Estas pizzas son del fin de semana, suerte que hoy encuentro un momento para mostrarlas.
La base no ha sido un modelo de ortodoxia, en un afán de limpiar las cajas de harina la he hecho con lo que tenia. Tienen al 50% harina de fuerza y semolina. MM refrescada con la misma harina de fuerza. 24 horas de fermentación en nevera.
Problemas de la masa. El primero fue que después de mezclar ingredientes y amasar no tuve tiempo de dejarla reposar antes de entrar en la nevera, al día siguiente casa no había subido nada. Al final de las 24 horas parecía que había fermentado muy poco, pero el olor y la masa si que daban buenas sensaciones.
El segundo la
extensibilidad (en un curso Iban nos intento explicar lo que era y espero haber captado la enseñanza). Horrible. Aquello se contraía cada vez que intentaba dar forma y extender. Finalmente tuvo que entrar el rodillo para domarla un poco.
Por sorpresa el resultado muy bueno. Una pizza fina y crujiente por fuera y esponjosa en la poca miga que quedo.
Finalmente lo que pusimos encima sí que causo furor.
Pizza blanca de pesto de rúcula
Encima de la masa se extiende un pesto suave (rúcula, parmesano y piñones triturados con aceite), se incorpora tomate seco cortado y mozzarella fresca (de la baratita de marca blanca, ya querría yo de búfala ya). Una vez salida del horno se añaden hojas de rúcula, parmesano en virutas y se decora con reducción de balsámico de Módena.

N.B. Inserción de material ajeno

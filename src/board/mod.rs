//! Board construction: themes and dealing.
//!
//! ## Example
//!
//! ```
//! use memory_match::board::{generate_board, ThemeSet};
//! use memory_match::core::GameRng;
//!
//! let theme = ThemeSet::new("ab", "AB", ["A", "B"]).unwrap();
//! let cards = generate_board(&theme, 2, &mut GameRng::new(5)).unwrap();
//! assert_eq!(cards.len(), 4);
//! ```

mod generator;
mod theme;

pub use generator::{check_pair_count, generate_board};
pub use theme::{ThemeCatalog, ThemeChoice, ThemeSet};
use std::time::Duration;

use serde::Serialize;

/// Statistics of a game session.
///
/// Tracks:
///
/// - **Locked pieces**: pieces committed into the field
/// - **Rows cleared**: total rows removed, and a histogram of how many rows each
///   lock removed
/// - **Speedups**: how many times the normal fall speed was raised
/// - **Elapsed time**: time spent playing, pauses excluded
///
/// # Example
///
/// ```
/// use blockfall_engine::GameStats;
///
/// let mut stats = GameStats::new();
/// stats.complete_piece_lock(0);
/// stats.complete_piece_lock(2);
///
/// assert_eq!(stats.locked_pieces(), 2);
/// assert_eq!(stats.total_rows_cleared(), 2);
/// assert_eq!(stats.rows_cleared_counter(), [1, 0, 1]);
/// ```
#[derive(Debug, Clone, Default, PartialEq, Serialize)]
pub struct GameStats {
    locked_pieces: usize,
    total_rows_cleared: usize,
    rows_cleared_counter: Vec<usize>,
    speedups: usize,
    elapsed: Duration,
}

impl GameStats {
    #[must_use]
    pub const fn new() -> Self {
        Self {
            locked_pieces: 0,
            total_rows_cleared: 0,
            rows_cleared_counter: Vec::new(),
            speedups: 0,
            elapsed: Duration::ZERO,
        }
    }

    #[must_use]
    pub const fn locked_pieces(&self) -> usize {
        self.locked_pieces
    }

    #[must_use]
    pub const fn total_rows_cleared(&self) -> usize {
        self.total_rows_cleared
    }

    /// Histogram of rows removed per lock.
    ///
    /// Index `n` is the number of locks that removed exactly `n` rows. The slice
    /// is as long as the largest count seen so far, plus one.
    #[must_use]
    pub fn rows_cleared_counter(&self) -> &[usize] {
        &self.rows_cleared_counter
    }

    #[must_use]
    pub const fn speedups(&self) -> usize {
        self.speedups
    }

    #[must_use]
    pub const fn elapsed(&self) -> Duration {
        self.elapsed
    }

    /// Records a piece lock and the rows its line scan removed.
    pub fn complete_piece_lock(&mut self, cleared_rows: usize) {
        self.locked_pieces += 1;
        self.total_rows_cleared += cleared_rows;
        if self.rows_cleared_counter.len() <= cleared_rows {
            self.rows_cleared_counter.resize(cleared_rows + 1, 0);
        }
        self.rows_cleared_counter[cleared_rows] += 1;
    }

    pub(crate) const fn record_speedup(&mut self) {
        self.speedups += 1;
    }

    pub(crate) fn add_elapsed(&mut self, dt: f32) {
        self.elapsed += Duration::from_secs_f32(dt.max(0.0));
    }
}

Pizza tres quesos con tomatitos cherry y albahaca
En la base se extiende tomate (según alguna de les recetas de Passata de Pomodoro del hilo, muchas, muchas gracias que ya hemos mejorado otra cosa), se añade mozzarella fresca (la que sobro de la otra Pizza), Gruyere suizo y Gorgonzola. Los tomatito abiertos y oregano. Cuando sale del horno se añaden las hojas de albahaca fresca.